Starting with the line that contains "focal_length: focal_length" and stopping after the line that contains "fn rational(field: &Field)", return each line below exactly as written, with no others.

*** Opening Study material ***

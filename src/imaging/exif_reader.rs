//! EXIF extraction from in-memory image bytes.
//!
//! The container is identified by its signature (`image::guess_format`) and
//! then decoded in full, so a file with a valid header but broken pixel data
//! fails here instead of being copied. The EXIF block itself is parsed by
//! `kamadak-exif`. Containers that cannot carry EXIF (GIF, BMP, ...) extract
//! to empty metadata rather than failing.

use super::backend::BackendError;
use crate::metadata::{CameraMetadata, Extraction, TagIssue};
use exif::{Exif, Field, In, Reader, Tag, Value};
use image::ImageFormat;
use std::io::Cursor;

/// Containers `kamadak-exif` knows how to search for an EXIF block.
const EXIF_CONTAINERS: &[ImageFormat] = &[
    ImageFormat::Jpeg,
    ImageFormat::Tiff,
    ImageFormat::Png,
    ImageFormat::WebP,
];

/// Read camera metadata from raw image bytes.
pub fn read_exif(bytes: &[u8]) -> Result<Extraction, BackendError> {
    let format = image::guess_format(bytes)
        .map_err(|e| BackendError::Malformed(format!("unrecognised image data: {e}")))?;

    // Formats without a compiled-in decoder are left to the derivative step
    if format.reading_enabled() {
        image::load_from_memory_with_format(bytes, format)
            .map_err(|e| BackendError::Malformed(format!("undecodable {format:?} image: {e}")))?;
    }

    if !EXIF_CONTAINERS.contains(&format) {
        return Ok(Extraction::default());
    }

    let exif = match Reader::new().read_from_container(&mut Cursor::new(bytes)) {
        Ok(exif) => exif,
        Err(exif::Error::NotFound(_)) => {
            return Ok(Extraction::default());
        }
        Err(e) => {
            return Err(BackendError::Malformed(format!(
                "unreadable {format:?} container: {e}"
            )));
        }
    };

    Ok(extract_fields(&exif))
}

fn extract_fields(exif: &Exif) -> Extraction {
    let mut issues = Vec::new();
    let field = |tag: Tag| exif.get_field(tag, In::PRIMARY);

    let make = field(Tag::Make);
    let model = field(Tag::Model);
    let iso = field(Tag::PhotographicSensitivity);
    let f_stop = field(Tag::FNumber);
    let focal_length = field(Tag::FocalLength);
    let exposure_time = field(Tag::ExposureTime);

    let metadata = CameraMetadata {
        make: make.and_then(|f| record(&mut issues, "make", text(f))),
        model: model.and_then(|f| record(&mut issues, "model", text(f))),
        iso: iso.and_then(|f| record(&mut issues, "iso", integer(f))),
        f_stop: f_stop.and_then(|f| record(&mut issues, "f_stop", rational(f))),
        focal_length: focal_length
            .and_then(|f| record(&mut issues, "focal_length", rational(f))),
        exposure_time: exposure_time
            .and_then(|f| record(&mut issues, "exposure_time", rational(f))),
    };

    Extraction { metadata, issues }
}

/// Coercion outcome for one tag: a value, a blank (treated as absent), or a reason.
type Coerced<T> = Result<Option<T>, String>;

fn record<T>(issues: &mut Vec<TagIssue>, field: &'static str, coerced: Coerced<T>) -> Option<T> {
    match coerced {
        Ok(value) => value,
        Err(reason) => {
            issues.push(TagIssue { field, reason });
            None
        }
    }
}

fn text(field: &Field) -> Coerced<String> {
    match &field.value {
        Value::Ascii(parts) => Ok(parts
            .iter()
            .map(|p| {
                String::from_utf8_lossy(p)
                    .trim_matches(|c: char| c == '\0' || c.is_whitespace())
                    .to_string()
            })
            .find(|s| !s.is_empty())),
        other => Err(format!("expected ASCII text, found {}", value_kind(other))),
    }
}

fn integer(field: &Field) -> Coerced<u32> {
    match &field.value {
        Value::Byte(_) | Value::Short(_) | Value::Long(_) => field
            .value
            .get_uint(0)
            .map(Some)
            .ok_or_else(|| "integer tag has no values".to_string()),
        other => Err(format!("expected integer, found {}", value_kind(other))),
    }
}

fn rational(field: &Field) -> Coerced<f64> {
    let value = match &field.value {
        Value::Rational(v) => {
            let r = v.first().ok_or("rational tag has no values")?;
            if r.denom == 0 {
                return Err("zero denominator".to_string());
            }
            r.to_f64()
        }
        Value::SRational(v) => {
            let r = v.first().ok_or("rational tag has no values")?;
            if r.denom == 0 {
                return Err("zero denominator".to_string());
            }
            r.to_f64()
        }
        other => return Err(format!("expected rational, found {}", value_kind(other))),
    };

    if value.is_finite() {
        Ok(Some(value))
    } else {
        Err(format!("non-finite value {value}"))
    }
}

fn value_kind(value: &Value) -> &'static str {
    match value {
        Value::Byte(_) => "BYTE",
        Value::Ascii(_) => "ASCII",
        Value::Short(_) => "SHORT",
        Value::Long(_) => "LONG",
        Value::Rational(_) => "RATIONAL",
        Value::SByte(_) => "SBYTE",
        Value::Undefined(..) => "UNDEFINED",
        Value::SShort(_) => "SSHORT",
        Value::SLong(_) => "SLONG",
        Value::SRational(_) => "SRATIONAL",
        Value::Float(_) => "FLOAT",
        Value::Double(_) => "DOUBLE",
        _ => "unknown",
    }
}

#[cfg(test)]
mod tests {
    use super::*;
    use crate::test_helpers::{ExifTags, jpeg_bytes, jpeg_with_exif, png_bytes};
    use exif::Rational;

    #[test]
    fn full_exif_populates_every_field() {
        let bytes = jpeg_with_exif(64, 48, &ExifTags::fuji());
        let extraction = read_exif(&bytes).unwrap();

        let meta = extraction.metadata;
        assert_eq!(meta.make.as_deref(), Some("FUJIFILM"));
        assert_eq!(meta.model.as_deref(), Some("X100V"));
        assert_eq!(meta.iso, Some(160));
        assert_eq!(meta.f_stop, Some(5.6));
        assert_eq!(meta.focal_length, Some(23.0));
        assert_eq!(meta.exposure_time, Some(0.004));
        assert!(extraction.issues.is_empty());
    }

    #[test]
    fn missing_iso_leaves_others_populated() {
        let tags = ExifTags {
            iso: None,
            ..ExifTags::fuji()
        };
        let extraction = read_exif(&jpeg_with_exif(64, 48, &tags)).unwrap();

        assert_eq!(extraction.metadata.iso, None);
        assert_eq!(extraction.metadata.make.as_deref(), Some("FUJIFILM"));
        assert_eq!(extraction.metadata.model.as_deref(), Some("X100V"));
        assert!(extraction.issues.is_empty());
    }

    #[test]
    fn jpeg_without_exif_is_empty_not_error() {
        let extraction = read_exif(&jpeg_bytes(32, 32)).unwrap();
        assert_eq!(extraction, Extraction::default());
    }

    #[test]
    fn png_without_exif_is_empty() {
        let extraction = read_exif(&png_bytes(16, 16)).unwrap();
        assert_eq!(extraction, Extraction::default());
    }

    #[test]
    fn garbage_bytes_are_malformed() {
        let result = read_exif(b"definitely not an image");
        assert!(matches!(result, Err(BackendError::Malformed(_))));
    }

    #[test]
    fn jpeg_markers_without_image_data_are_malformed() {
        let result = read_exif(&[0xFF, 0xD8, 0xFF, 0xD9]);
        assert!(matches!(result, Err(BackendError::Malformed(_))));
    }

    #[test]
    fn empty_bytes_are_malformed() {
        assert!(matches!(read_exif(&[]), Err(BackendError::Malformed(_))));
    }

    // =========================================================================
    // Coercion tests (no image container required)
    // =========================================================================

    fn field(tag: Tag, value: Value) -> Field {
        Field {
            tag,
            ifd_num: In::PRIMARY,
            value,
        }
    }

    #[test]
    fn text_trims_nul_padding() {
        let f = field(Tag::Make, Value::Ascii(vec![b"Canon\0\0  ".to_vec()]));
        assert_eq!(text(&f), Ok(Some("Canon".to_string())));
    }

    #[test]
    fn blank_text_is_absent() {
        let f = field(Tag::Make, Value::Ascii(vec![b"   ".to_vec()]));
        assert_eq!(text(&f), Ok(None));
    }

    #[test]
    fn text_wrong_type_is_issue() {
        let f = field(Tag::Model, Value::Short(vec![7]));
        assert_eq!(text(&f), Err("expected ASCII text, found SHORT".to_string()));
    }

    #[test]
    fn integer_from_short_and_long() {
        let short = field(Tag::PhotographicSensitivity, Value::Short(vec![400]));
        let long = field(Tag::PhotographicSensitivity, Value::Long(vec![102_400]));
        assert_eq!(integer(&short), Ok(Some(400)));
        assert_eq!(integer(&long), Ok(Some(102_400)));
    }

    #[test]
    fn integer_from_text_is_issue() {
        let f = field(
            Tag::PhotographicSensitivity,
            Value::Ascii(vec![b"400".to_vec()]),
        );
        assert_eq!(integer(&f), Err("expected integer, found ASCII".to_string()));
    }

    #[test]
    fn rational_converts_to_decimal() {
        let f = field(
            Tag::FNumber,
            Value::Rational(vec![Rational { num: 28, denom: 10 }]),
        );
        assert_eq!(rational(&f), Ok(Some(2.8)));
    }

    #[test]
    fn rational_zero_denominator_is_issue() {
        let f = field(
            Tag::ExposureTime,
            Value::Rational(vec![Rational { num: 1, denom: 0 }]),
        );
        assert_eq!(rational(&f), Err("zero denominator".to_string()));
    }

    #[test]
    fn rational_empty_is_issue() {
        let f = field(Tag::FocalLength, Value::Rational(vec![]));
        assert!(rational(&f).is_err());
    }

    #[test]
    fn extract_fields_records_issue_and_keeps_others() {
        let tags = ExifTags {
            exposure_time: Some((1, 0)),
            ..ExifTags::fuji()
        };
        let extraction = read_exif(&jpeg_with_exif(32, 32, &tags)).unwrap();

        assert_eq!(extraction.metadata.exposure_time, None);
        assert_eq!(extraction.metadata.iso, Some(160));
        assert_eq!(extraction.issues.len(), 1);
        assert_eq!(extraction.issues[0].field, "exposure_time");
    }
}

*** Closing Study material ***

Written reply:
        focal_length: focal_length
            .and_then(|f| record(&mut issues, "focal_length", rational(f))),
        exposure_time: exposure_time
            .and_then(|f| record(&mut issues, "exposure_time", rational(f))),
    };

    Extraction { metadata, issues }
}

/// Coercion outcome for one tag: a value, a blank (treated as absent), or a reason.
type Coerced<T> = Result<Option<T>, String>;

fn record<T>(issues: &mut Vec<TagIssue>, field: &'static str, coerced: Coerced<T>) -> Option<T> {
    match coerced {
        Ok(value) => value,
        Err(reason) => {
            issues.push(TagIssue { field, reason });
            None
        }
    }
}

fn text(field: &Field) -> Coerced<String> {
    match &field.value {
        Value::Ascii(parts) => Ok(parts
            .iter()
            .map(|p| {
                String::from_utf8_lossy(p)
                    .trim_matches(|c: char| c == '\0' || c.is_whitespace())
                    .to_string()
            })
            .find(|s| !s.is_empty())),
        other => Err(format!("expected ASCII text, found {}", value_kind(other))),
    }
}

fn integer(field: &Field) -> Coerced<u32> {
    match &field.value {
        Value::Byte(_) | Value::Short(_) | Value::Long(_) => field
            .value
            .get_uint(0)
            .map(Some)
            .ok_or_else(|| "integer tag has no values".to_string()),
        other => Err(format!("expected integer, found {}", value_kind(other))),
    }
}

fn rational(field: &Field) -> Coerced<f64> {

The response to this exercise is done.